Les scientifiques ont cependant calculé que seulement 1,7% du carbone était transféré au sol. Le reste, tu l'as deviné, part en fumée. Et comme pas mal de pays de l'Asie du sud-est pratiquent encore cette technique malgré beaucoup d'interdictions nationales, ça cause de la pollution et de l'immense smog sur toute cette grande région. Comme si on avait besoin de ça...

L'avantage pour les habitants est que c'est beaucoup plus facile de tout brûler que de travailler la terre avec des outils spécialisés, souvent manquants. Mais en plus de nuire à la santé, la longue liste d'inconvénients inclut aussi les lourdes pertes à la biodiversité  dont des arbres et animaux rares en plus des bactéries et champignons nécessaires à la culture.

On estime qu'encore 300 à 500 millions de personnes pratiquent toujours cette technique, sur un tiers de la planète. Et particulièrement ici à cette période de l'année du début de l'été.
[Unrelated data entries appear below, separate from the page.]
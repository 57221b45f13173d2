#![forbid(unsafe_code)]

//! Panel configuration loading.
//!
//! [`load`] turns the raw attribute strings collected from the DOM
//! ([`RawAttributes`]) into an immutable [`PanelConfig`]. The config is
//! captured once; hosts that change attributes must load again.
//!
//! # Failure Modes
//!
//! - Hard failures ([`ConfigError`]): missing or malformed `panel-dimensions`,
//!   or an unknown `breakpoint-type`. The first one encountered aborts the
//!   load and the widget must not render.
//! - Soft failures ([`BreakpointSpecError`]): a malformed entry in
//!   `breakpoints`. The entry is logged and skipped; loading continues.

use std::fmt;

use serde::{Deserialize, Serialize};
use tracing::{debug, warn};

use crate::dimension::{
    Breakpoint, BreakpointSpecError, Dimension, parse_breakpoint_spec, parse_dimension,
};

/// Base `"<width> <height>"` of the panel. Required.
pub const PANEL_DIMENSIONS_ATTR: &str = "panel-dimensions";
/// Comma-separated `"<threshold>px <width> <height>"` entries.
pub const BREAKPOINTS_ATTR: &str = "breakpoints";
/// `min-width` (default) or `max-width`.
pub const BREAKPOINT_TYPE_ATTR: &str = "breakpoint-type";
/// Margin around the content box, in pixels.
pub const CONTENT_MARGIN_ATTR: &str = "content-margin";
/// Space kept above and below the panel, in pixels.
pub const SPACE_TOP_BOT_ATTR: &str = "space-top-bot";

/// Attribute values as read from the document, before validation.
///
/// Field names deserialize from the attribute names, so a host can also hand
/// the whole set over as JSON.
#[derive(Debug, Clone, Default, PartialEq, Eq, Serialize, Deserialize)]
#[serde(default, rename_all = "kebab-case")]
pub struct RawAttributes {
    pub panel_dimensions: Option<String>,
    pub breakpoints: Option<String>,
    pub breakpoint_type: Option<String>,
    pub content_margin: Option<String>,
    pub space_top_bot: Option<String>,
    pub image_width: Option<String>,
    pub image_height: Option<String>,
    pub image_source: Option<String>,
}

/// How breakpoint thresholds are compared against the viewport width.
#[derive(Debug, Clone, Copy, PartialEq, Eq, Default, Hash, Serialize, Deserialize)]
#[serde(rename_all = "kebab-case")]
pub enum BreakpointMode {
    /// Active when the viewport is at least the threshold.
    #[default]
    MinWidth,
    /// Active when the viewport is at most the threshold.
    MaxWidth,
}

impl BreakpointMode {
    /// Parse `min-width` / `max-width`, ignoring case.
    #[must_use]
    pub fn parse(value: &str) -> Option<Self> {
        match value.to_ascii_lowercase().as_str() {
            "min-width" => Some(Self::MinWidth),
            "max-width" => Some(Self::MaxWidth),
            _ => None,
        }
    }

    #[must_use]
    pub const fn as_str(self) -> &'static str {
        match self {
            Self::MinWidth => "min-width",
            Self::MaxWidth => "max-width",
        }
    }

    /// Whether a breakpoint at `threshold_px` applies to `viewport_width`.
    #[inline]
    #[must_use]
    pub fn matches(self, threshold_px: i32, viewport_width: f64) -> bool {
        let threshold = f64::from(threshold_px);
        match self {
            Self::MinWidth => viewport_width >= threshold,
            Self::MaxWidth => viewport_width <= threshold,
        }
    }
}

impl fmt::Display for BreakpointMode {
    fn fmt(&self, f: &mut fmt::Formatter<'_>) -> fmt::Result {
        f.write_str(self.as_str())
    }
}

/// Sort breakpoints for `mode`: ascending for `min-width`, descending for
/// `max-width`. The sort is stable, so equal thresholds keep attribute order.
pub fn sort_breakpoints(breakpoints: &mut [Breakpoint], mode: BreakpointMode) {
    match mode {
        BreakpointMode::MinWidth => breakpoints.sort_by_key(|bp| bp.threshold_px),
        BreakpointMode::MaxWidth => {
            breakpoints.sort_by(|a, b| b.threshold_px.cmp(&a.threshold_px));
        }
    }
}

/// Validated, immutable panel configuration.
///
/// Breakpoints are always kept sorted for [`breakpoint_mode`](Self::breakpoint_mode).
#[derive(Debug, Clone, PartialEq, Serialize)]
pub struct PanelConfig {
    base_width: Dimension,
    base_height: Dimension,
    breakpoints: Vec<Breakpoint>,
    breakpoint_mode: BreakpointMode,
    content_margin_px: u32,
    vertical_padding_px: u32,
    image_width: Option<f64>,
    image_height: Option<f64>,
    image_source: Option<String>,
}

impl PanelConfig {
    /// Config with a base size and every optional setting at its default.
    #[must_use]
    pub fn new(base_width: Dimension, base_height: Dimension) -> Self {
        Self {
            base_width,
            base_height,
            breakpoints: Vec::new(),
            breakpoint_mode: BreakpointMode::default(),
            content_margin_px: 0,
            vertical_padding_px: 0,
            image_width: None,
            image_height: None,
            image_source: None,
        }
    }

    /// Set the breakpoint mode, re-sorting any breakpoints (builder pattern).
    #[must_use]
    pub fn with_breakpoint_mode(mut self, mode: BreakpointMode) -> Self {
        self.breakpoint_mode = mode;
        sort_breakpoints(&mut self.breakpoints, mode);
        self
    }

    /// Replace the breakpoints (builder pattern). They are sorted for the
    /// current mode.
    #[must_use]
    pub fn with_breakpoints(mut self, breakpoints: impl IntoIterator<Item = Breakpoint>) -> Self {
        self.breakpoints = breakpoints.into_iter().collect();
        sort_breakpoints(&mut self.breakpoints, self.breakpoint_mode);
        self
    }

    #[must_use]
    pub fn with_content_margin(mut self, px: u32) -> Self {
        self.content_margin_px = px;
        self
    }

    #[must_use]
    pub fn with_vertical_padding(mut self, px: u32) -> Self {
        self.vertical_padding_px = px;
        self
    }

    #[must_use]
    pub fn with_image_size(mut self, width: f64, height: f64) -> Self {
        self.image_width = Some(width);
        self.image_height = Some(height);
        self
    }

    #[must_use]
    pub fn with_image_source(mut self, source: impl Into<String>) -> Self {
        self.image_source = Some(source.into());
        self
    }

    #[inline]
    pub const fn base_width(&self) -> Dimension {
        self.base_width
    }

    #[inline]
    pub const fn base_height(&self) -> Dimension {
        self.base_height
    }

    /// Breakpoints in resolution order.
    #[inline]
    pub fn breakpoints(&self) -> &[Breakpoint] {
        &self.breakpoints
    }

    #[inline]
    pub const fn breakpoint_mode(&self) -> BreakpointMode {
        self.breakpoint_mode
    }

    #[inline]
    pub const fn content_margin_px(&self) -> u32 {
        self.content_margin_px
    }

    #[inline]
    pub const fn vertical_padding_px(&self) -> u32 {
        self.vertical_padding_px
    }

    /// Intrinsic image size, when both attributes were present and numeric.
    #[must_use]
    pub fn image_size(&self) -> Option<(f64, f64)> {
        self.image_width.zip(self.image_height)
    }

    #[inline]
    pub fn image_source(&self) -> Option<&str> {
        self.image_source.as_deref()
    }
}

/// A configuration problem that prevents the panel from rendering.
#[derive(Debug, Clone, PartialEq, Eq)]
pub enum ConfigError {
    /// A required attribute is absent or empty.
    MissingAttribute { name: &'static str },
    /// An attribute has the wrong number of tokens.
    WrongArity {
        name: &'static str,
        expected: usize,
        found: usize,
    },
    /// A size token failed validation.
    InvalidDimension { name: &'static str, value: String },
    /// `breakpoint-type` is neither `min-width` nor `max-width`.
    InvalidBreakpointType { value: String },
}

impl fmt::Display for ConfigError {
    fn fmt(&self, f: &mut fmt::Formatter<'_>) -> fmt::Result {
        match self {
            Self::MissingAttribute { name } => {
                write!(f, "empty or missing required attribute \"{name}\"")
            }
            Self::WrongArity {
                name,
                expected,
                found,
            } => write!(
                f,
                "unexpected length {found} for \"{name}\" attribute, expected {expected}"
            ),
            Self::InvalidDimension { name, value } => {
                write!(f, "invalid value \"{value}\" for \"{name}\" attribute")
            }
            Self::InvalidBreakpointType { value } => write!(
                f,
                "invalid \"{BREAKPOINT_TYPE_ATTR}\" attribute \"{value}\", expected min-width or max-width"
            ),
        }
    }
}

impl std::error::Error for ConfigError {}

/// A loaded config together with the breakpoint entries that were skipped.
#[derive(Debug, Clone, PartialEq)]
pub struct LoadReport {
    pub config: PanelConfig,
    pub skipped: Vec<BreakpointSpecError>,
}

/// Load and validate a [`PanelConfig`].
pub fn load(raw: &RawAttributes) -> Result<PanelConfig, ConfigError> {
    load_with_diagnostics(raw).map(|report| report.config)
}

/// Like [`load`], also returning the skipped breakpoint entries.
pub fn load_with_diagnostics(raw: &RawAttributes) -> Result<LoadReport, ConfigError> {
    let (base_width, base_height) = parse_panel_dimensions(raw.panel_dimensions.as_deref())?;

    let breakpoint_mode = match non_empty(raw.breakpoint_type.as_deref()) {
        None => BreakpointMode::default(),
        Some(value) => BreakpointMode::parse(value).ok_or_else(|| {
            ConfigError::InvalidBreakpointType {
                value: value.to_string(),
            }
        })?,
    };

    let (breakpoints, skipped) = parse_breakpoints(raw.breakpoints.as_deref());

    let mut config = PanelConfig::new(base_width, base_height)
        .with_breakpoint_mode(breakpoint_mode)
        .with_breakpoints(breakpoints)
        .with_content_margin(pixel_count(CONTENT_MARGIN_ATTR, raw.content_margin.as_deref()))
        .with_vertical_padding(pixel_count(SPACE_TOP_BOT_ATTR, raw.space_top_bot.as_deref()));
    config.image_width = image_extent("width", raw.image_width.as_deref());
    config.image_height = image_extent("height", raw.image_height.as_deref());
    config.image_source = non_empty(raw.image_source.as_deref()).map(str::to_string);

    if config.image_size().is_none() {
        warn!("background image size unknown; pan and zoom will be skipped");
    }
    debug!(
        mode = %config.breakpoint_mode,
        breakpoints = config.breakpoints.len(),
        skipped = skipped.len(),
        "panel config loaded"
    );

    Ok(LoadReport { config, skipped })
}

fn non_empty(value: Option<&str>) -> Option<&str> {
    value.filter(|v| !v.is_empty())
}

fn parse_panel_dimensions(value: Option<&str>) -> Result<(Dimension, Dimension), ConfigError> {
    let name = PANEL_DIMENSIONS_ATTR;
    let value = non_empty(value).ok_or(ConfigError::MissingAttribute { name })?;

    let tokens: Vec<&str> = value.split_whitespace().collect();
    let [width, height] = tokens.as_slice() else {
        return Err(ConfigError::WrongArity {
            name,
            expected: 2,
            found: tokens.len(),
        });
    };

    let parse = |token: &str| {
        parse_dimension(token).map_err(|_| ConfigError::InvalidDimension {
            name,
            value: token.to_string(),
        })
    };
    Ok((parse(*width)?, parse(*height)?))
}

fn parse_breakpoints(value: Option<&str>) -> (Vec<Breakpoint>, Vec<BreakpointSpecError>) {
    let mut valid = Vec::new();
    let mut skipped = Vec::new();
    let Some(value) = non_empty(value) else {
        return (valid, skipped);
    };

    for entry in value.split(',') {
        let tokens: Vec<&str> = entry.split_whitespace().collect();
        match parse_breakpoint_spec(tokens.as_slice()) {
            Ok(bp) => valid.push(bp),
            Err(err) => {
                warn!(entry = err.entry(), "{err}; ignoring breakpoint");
                skipped.push(err);
            }
        }
    }
    (valid, skipped)
}

/// Parse a leading integer the way `parseInt` does: optional sign, then
/// digits, ignoring anything after them.
fn parse_leading_int(value: &str) -> Option<i64> {
    let trimmed = value.trim_start();
    let (negative, rest) = match trimmed.as_bytes().first() {
        Some(b'-') => (true, &trimmed[1..]),
        Some(b'+') => (false, &trimmed[1..]),
        _ => (false, trimmed),
    };
    let digits_end = rest
        .find(|c: char| !c.is_ascii_digit())
        .unwrap_or(rest.len());
    if digits_end == 0 {
        return None;
    }
    let magnitude = rest[..digits_end].parse::<i64>().unwrap_or(i64::MAX);
    Some(if negative { -magnitude } else { magnitude })
}

/// Non-negative pixel count for `attr`, defaulting to 0.
fn pixel_count(attr: &str, value: Option<&str>) -> u32 {
    let Some(value) = non_empty(value) else {
        return 0;
    };
    match parse_leading_int(value) {
        Some(n) if n < 0 => {
            warn!(attr, value, "negative pixel count, using 0");
            0
        }
        Some(n) => u32::try_from(n).unwrap_or(u32::MAX),
        None => {
            warn!(attr, value, "not an integer, using 0");
            0
        }
    }
}

fn image_extent(attr: &str, value: Option<&str>) -> Option<f64> {
    let value = non_empty(value)?;
    let parsed = value.trim().parse::<f64>().ok().filter(|n| n.is_finite());
    if parsed.is_none() {
        warn!(attr, value, "background image attribute is not numeric");
    }
    parsed
}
En comparaison, la dernière fois où ceci a été utilisé en Amérique du Nord remonte au début des années 1800 !

Ce voyage m'apporte périodiquement la réflexion que nous ne formons qu'une seule planète et que nous devrions travailler plus ensemble.
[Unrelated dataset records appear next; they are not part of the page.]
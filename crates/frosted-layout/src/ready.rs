#![forbid(unsafe_code)]

//! One-shot gate for "background image finished loading".
//!
//! The image may already be cached when the host subscribes, and browsers
//! may deliver `load` more than once if the source is reassigned. The gate
//! turns both into a single callback invocation.
//!
//! # Invariants
//!
//! 1. At most one callback is buffered; later subscriptions are dropped.
//! 2. The buffered callback fires exactly once, on the first of
//!    [`ReadyGate::notify_loaded`] or a subscription made after loading.
//! 3. Further load notifications are no-ops.

use tracing::{trace, warn};

type ReadyCallback = Box<dyn FnOnce()>;

/// Gate state.
enum GateState {
    /// Nothing loaded yet; holds the buffered callback, if any.
    Waiting(Option<ReadyCallback>),
    /// Image loaded but nobody subscribed yet.
    Loaded,
    /// Callback has run.
    Fired,
}

/// Buffers one ready callback until the image has loaded.
pub struct ReadyGate {
    state: GateState,
}

impl Default for ReadyGate {
    fn default() -> Self {
        Self::new()
    }
}

impl std::fmt::Debug for ReadyGate {
    fn fmt(&self, f: &mut std::fmt::Formatter<'_>) -> std::fmt::Result {
        let state = match &self.state {
            GateState::Waiting(None) => "waiting",
            GateState::Waiting(Some(_)) => "waiting (subscribed)",
            GateState::Loaded => "loaded",
            GateState::Fired => "fired",
        };
        f.debug_struct("ReadyGate").field("state", &state).finish()
    }
}

impl ReadyGate {
    #[must_use]
    pub const fn new() -> Self {
        Self {
            state: GateState::Waiting(None),
        }
    }

    /// Register the callback to run once the image is loaded.
    ///
    /// Runs it immediately when the load has already been observed.
    pub fn subscribe(&mut self, callback: impl FnOnce() + 'static) {
        match &mut self.state {
            GateState::Waiting(slot @ None) => *slot = Some(Box::new(callback)),
            GateState::Waiting(Some(_)) | GateState::Fired => {
                warn!("ready callback already registered; ignoring");
            }
            GateState::Loaded => {
                self.state = GateState::Fired;
                callback();
            }
        }
    }

    /// Record that the image finished loading.
    pub fn notify_loaded(&mut self) {
        match std::mem::replace(&mut self.state, GateState::Fired) {
            GateState::Waiting(Some(callback)) => {
                trace!("background image loaded; firing ready callback");
                callback();
            }
            GateState::Waiting(None) => self.state = GateState::Loaded,
            previous @ (GateState::Loaded | GateState::Fired) => {
                trace!("duplicate image load notification");
                self.state = previous;
            }
        }
    }

    /// Whether the image load has been observed.
    #[must_use]
    pub fn is_loaded(&self) -> bool {
        matches!(self.state, GateState::Loaded | GateState::Fired)
    }

    /// Whether the callback has run.
    #[must_use]
    pub fn has_fired(&self) -> bool {
        matches!(self.state, GateState::Fired)
    }
}

#[cfg(test)]
mod tests {
    use super::*;
    use std::cell::Cell;
    use std::rc::Rc;

    fn counter() -> (Rc<Cell<u32>>, impl FnOnce() + 'static) {
        let count = Rc::new(Cell::new(0));
        let handle = Rc::clone(&count);
        (count, move || handle.set(handle.get() + 1))
    }

    #[test]
    fn fires_on_load_after_subscribe() {
        let mut gate = ReadyGate::new();
        let (count, callback) = counter();
        gate.subscribe(callback);
        assert_eq!(count.get(), 0);
        assert!(!gate.is_loaded());

        gate.notify_loaded();
        assert_eq!(count.get(), 1);
        assert!(gate.has_fired());
    }

    #[test]
    fn fires_immediately_when_already_loaded() {
        let mut gate = ReadyGate::new();
        gate.notify_loaded();
        assert!(gate.is_loaded());
        assert!(!gate.has_fired());

        let (count, callback) = counter();
        gate.subscribe(callback);
        assert_eq!(count.get(), 1);
    }

    #[test]
    fn repeated_load_notifications_fire_once() {
        let mut gate = ReadyGate::new();
        let (count, callback) = counter();
        gate.subscribe(callback);
        gate.notify_loaded();
        gate.notify_loaded();
        gate.notify_loaded();
        assert_eq!(count.get(), 1);
    }

    #[test]
    fn second_subscription_is_ignored() {
        let mut gate = ReadyGate::new();
        let (first, first_cb) = counter();
        let (second, second_cb) = counter();
        gate.subscribe(first_cb);
        gate.subscribe(second_cb);
        gate.notify_loaded();
        assert_eq!(first.get(), 1);
        assert_eq!(second.get(), 0);

        let (late, late_cb) = counter();
        gate.subscribe(late_cb);
        assert_eq!(late.get(), 0);
    }
}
Je me demande trop souvent à quoi ça sert de nettoyer et de peinturer sa chambre quand le salon et la cuisine sont en train de brûler...

Les 4 000 îles

Les rivières sont encore des routes communes ici.

Au sud du Laos, sur la rivière Mékong, qui sépare entre autre ce pays d'avec le Cambodge, se trouvent la région des 4000 îles.

En fait, ce chiffre est pas mal exagéré, même si on compte quand même quelques centaines d'îles dans l'archipel. Un peu comme le nom de Trois-Rivières, alors qu'il n'y en a qu'une !*

Je mets mon vélo sur une pirogue et je débarque bientôt sur une des îles principales. Deux jeunes Allemandes flânant proche du quai viennent à ma rencontre. L'une procède à me vanter la place en me disant qu'on peut y fumer du pot dans tous les restaurants du village sans se faire déranger.

Je ne suis pas ton public cible ma belle fille...

Pendant qu'elle me parle, je regarde autour. Il semble y avoir plus de touristes que d'habitants locaux ici. Et le contraste est frappant. Des blancs dans la jeune vingtaine pour la plupart, montrant souvent assez de peau pour que les Laotiens détournent le regard.

Est-ce que c'est bon quand ton village se fait élire lieu de tourisme par toute une génération ? Bien sûr, ça apporte beaucoup d'argent, mais à quel prix ? Celui des fêtes à tous les jours, celui de devenir un étranger dans sa propre île ? Je n'ai pas la réponse à ma question.

Comme le vélo a l'avantage de m'apporter où je veux, je quitte le village principal pour me diriger vers un endroit plus tranquille de l'île, qui me ressemble plus.

Un endroit où c'est moi le touriste qui pourra en apprendre sur la vie ici.

Maison sur une île au milieu de la rivière.

Autre preuve, s'il en faut une, qu'un vélo est toujours photogénique !


* Note - C'est la rivière Saint-Maurice qui se sépare en trois branches avant d'arriver au Saint-Laurent qui aurait donné son nom à la ville de Trois-Rivières.